- _Exercise goal_
The required output is every record, written out exactly.

(Data entries)

___

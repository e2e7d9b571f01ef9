//! Repository collaborators.
//!
//! A repository answers one question: which versions of a package does it
//! know about. Fetching is async so network-backed implementations can live
//! behind the same trait; the in-tree implementations are in-memory.

mod array;
mod platform;
mod set;

pub use array::ArrayRepository;
pub use platform::PlatformRepository;
pub use set::RepositorySet;

use async_trait::async_trait;

use crate::package::Package;
use crate::Result;

#[async_trait]
pub trait Repository: Send + Sync {
    /// Name used in logs and for repository priorities
    fn name(&self) -> &str;

    /// Every version of `name`, plus packages that provide or replace it.
    ///
    /// Failures are reported as `Error::DataSource` and are not retried by
    /// the caller.
    async fn fetch_versions(&self, name: &str) -> Result<Vec<Package>>;
}
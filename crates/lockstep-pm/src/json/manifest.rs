use indexmap::IndexMap;
use lazy_static::lazy_static;
use lockstep_semver::{Stability, VersionParser};
use regex::Regex;
use serde::{Deserialize, Serialize};
use serde_json::Value;

use crate::solver::{Request, RootAlias};
use crate::Result;

lazy_static! {
    static ref ROOT_ALIAS: Regex = Regex::new(r"^([^,\s#]+)(?:#[^ ]+)? +as +([^,\s]+)$").unwrap();
    static ref CONSTRAINT_PARTS: Regex = Regex::new(r"\s*\|\|?\s*|\s*,\s*").unwrap();
}

/// The subset of a project manifest that drives resolution.
#[derive(Debug, Clone, Default, PartialEq, Serialize, Deserialize)]
#[serde(rename_all = "kebab-case")]
pub struct RootManifest {
    #[serde(default, skip_serializing_if = "Option::is_none")]
    pub name: Option<String>,

    #[serde(default)]
    pub require: IndexMap<String, String>,

    #[serde(default)]
    pub require_dev: IndexMap<String, String>,

    #[serde(default, skip_serializing_if = "Option::is_none")]
    pub minimum_stability: Option<String>,

    #[serde(default, skip_serializing_if = "Option::is_none")]
    pub prefer_stable: Option<bool>,

    #[serde(default)]
    pub config: IndexMap<String, Value>,

    #[serde(default, skip_serializing_if = "Option::is_none")]
    pub repositories: Option<Value>,

    #[serde(flatten)]
    pub extra: IndexMap<String, Value>,
}

impl RootManifest {
    pub fn from_str(content: &str) -> Result<Self> {
        Ok(serde_json::from_str(content)?)
    }

    /// `config.platform`: version strings, or `false` to hide a package
    pub fn platform_overrides(&self) -> IndexMap<String, Value> {
        match self.config.get("platform") {
            Some(Value::Object(map)) => map.iter().map(|(k, v)| (k.clone(), v.clone())).collect(),
            _ => IndexMap::new(),
        }
    }

    pub fn minimum_stability(&self) -> Result<Stability> {
        match &self.minimum_stability {
            Some(stability) => Ok(VersionParser::normalize_stability(stability)?),
            None => Ok(Stability::Stable),
        }
    }

    pub fn prefer_lowest(&self) -> bool {
        matches!(self.config.get("prefer-lowest"), Some(Value::Bool(true)))
    }

    /// Root aliases declared inline, e.g. `"dev-main as 1.0.x-dev"`.
    pub fn root_aliases(&self) -> Result<Vec<RootAlias>> {
        let parser = VersionParser::new();
        let mut aliases = Vec::new();

        for (name, constraint) in self.require.iter().chain(&self.require_dev) {
            for part in CONSTRAINT_PARTS.split(constraint.trim()) {
                let Some(caps) = ROOT_ALIAS.captures(part) else {
                    continue;
                };
                aliases.push(RootAlias {
                    package: name.to_lowercase(),
                    version: parser.normalize(&caps[1])?,
                    alias: caps[2].to_string(),
                    alias_normalized: parser.normalize(&caps[2])?,
                });
            }
        }

        Ok(aliases)
    }

    /// Build the resolution request described by this manifest.
    ///
    /// Lock state and platform facts are added by the caller.
    pub fn to_request(&self) -> Result<Request> {
        let mut request = Request::new();

        for (name, constraint) in &self.require {
            request.require(name, constraint);
        }
        for (name, constraint) in &self.require_dev {
            if !request.requires.contains_key(&name.to_lowercase()) {
                request.require_dev(name, constraint);
            }
        }

        request.minimum_stability = self.minimum_stability()?;
        request.prefer_stable = self.prefer_stable.unwrap_or(false);
        request.prefer_lowest = self.prefer_lowest();
        request.root_aliases = self.root_aliases()?;
        request.platform_overrides = self.platform_overrides();

        Ok(request)
    }
}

___

- _Response for this exercise_
repository e2e7d9b571f01ef9
//! Repository collaborators.
//!
//! A repository answers one question: which versions of a package does it
//! know about. Fetching is async so network-backed implementations can live
//! behind the same trait; the in-tree implementations are in-memory.

mod array;
mod platform;
mod set;

pub use array::ArrayRepository;
pub use platform::PlatformRepository;
pub use set::RepositorySet;

use async_trait::async_trait;

use crate::package::Package;
use crate::Result;

#[async_trait]
pub trait Repository: Send + Sync {
    /// Name used in logs and for repository priorities
    fn name(&self) -> &str;

    /// Every version of `name`, plus packages that provide or replace it.
    ///
    /// Failures are reported as `Error::DataSource` and are not retried by
    /// the caller.
    async fn fetch_versions(&self, name: &str) -> Result<Vec<Package>>;
}
filename crates/lockstep-pm/src/json/manifest.rs
use indexmap::IndexMap;
use lazy_static::lazy_static;
use lockstep_semver::{Stability, VersionParser};
use regex::Regex;
use serde::{Deserialize, Serialize};
use serde_json::Value;

use crate::solver::{Request, RootAlias};
use crate::Result;

lazy_static! {
    static ref ROOT_ALIAS: Regex = Regex::new(r"^([^,\s#]+)(?:#[^ ]+)? +as +([^,\s]+)$").unwrap();
    static ref CONSTRAINT_PARTS: Regex = Regex::new(r"\s*\|\|?\s*|\s*,\s*").unwrap();
}

/// The subset of a project manifest that drives resolution.
#[derive(Debug, Clone, Default, PartialEq, Serialize, Deserialize)]
#[serde(rename_all = "kebab-case")]
pub struct RootManifest {
    #[serde(default, skip_serializing_if = "Option::is_none")]
    pub name: Option<String>,

    #[serde(default)]
    pub require: IndexMap<String, String>,

    #[serde(default)]
    pub require_dev: IndexMap<String, String>,

    #[serde(default, skip_serializing_if = "Option::is_none")]
    pub minimum_stability: Option<String>,

    #[serde(default, skip_serializing_if = "Option::is_none")]
    pub prefer_stable: Option<bool>,

    #[serde(default)]
    pub config: IndexMap<String, Value>,

    #[serde(default, skip_serializing_if = "Option::is_none")]
    pub repositories: Option<Value>,

    #[serde(flatten)]
    pub extra: IndexMap<String, Value>,
}

impl RootManifest {
    pub fn from_str(content: &str) -> Result<Self> {
        Ok(serde_json::from_str(content)?)
    }

    /// `config.platform`: version strings, or `false` to hide a package
    pub fn platform_overrides(&self) -> IndexMap<String, Value> {
        match self.config.get("platform") {
            Some(Value::Object(map)) => map.iter().map(|(k, v)| (k.clone(), v.clone())).collect(),
            _ => IndexMap::new(),
        }
    }

    pub fn minimum_stability(&self) -> Result<Stability> {
        match &self.minimum_stability {
            Some(stability) => Ok(VersionParser::normalize_stability(stability)?),
            None => Ok(Stability::Stable),
        }
    }

    pub fn prefer_lowest(&self) -> bool {
        matches!(self.config.get("prefer-lowest"), Some(Value::Bool(true)))
    }

    /// Root aliases declared inline, e.g. `"dev-main as 1.0.x-dev"`.
    pub fn root_aliases(&self) -> Result<Vec<RootAlias>> {
        let parser = VersionParser::new();
        let mut aliases = Vec::new();

        for (name, constraint) in self.require.iter().chain(&self.require_dev) {
            for part in CONSTRAINT_PARTS.split(constraint.trim()) {
                let Some(caps) = ROOT_ALIAS.captures(part) else {
                    continue;
                };
                aliases.push(RootAlias {
                    package: name.to_lowercase(),
                    version: parser.normalize(&caps[1])?,
                    alias: caps[2].to_string(),
                    alias_normalized: parser.normalize(&caps[2])?,
                });
            }
        }

        Ok(aliases)
    }

    /// Build the resolution request described by this manifest.
    ///
    /// Lock state and platform facts are added by the caller.
    pub fn to_request(&self) -> Result<Request> {
        let mut request = Request::new();

        for (name, constraint) in &self.require {
            request.require(name, constraint);
        }
        for (name, constraint) in &self.require_dev {
            if !request.requires.contains_key(&name.to_lowercase()) {
                request.require_dev(name, constraint);
            }
        }

        request.minimum_stability = self.minimum_stability()?;
        request.prefer_stable = self.prefer_stable.unwrap_or(false);
        request.prefer_lowest = self.prefer_lowest();
        request.root_aliases = self.root_aliases()?;
        request.platform_overrides = self.platform_overrides();

        Ok(request)
    }
}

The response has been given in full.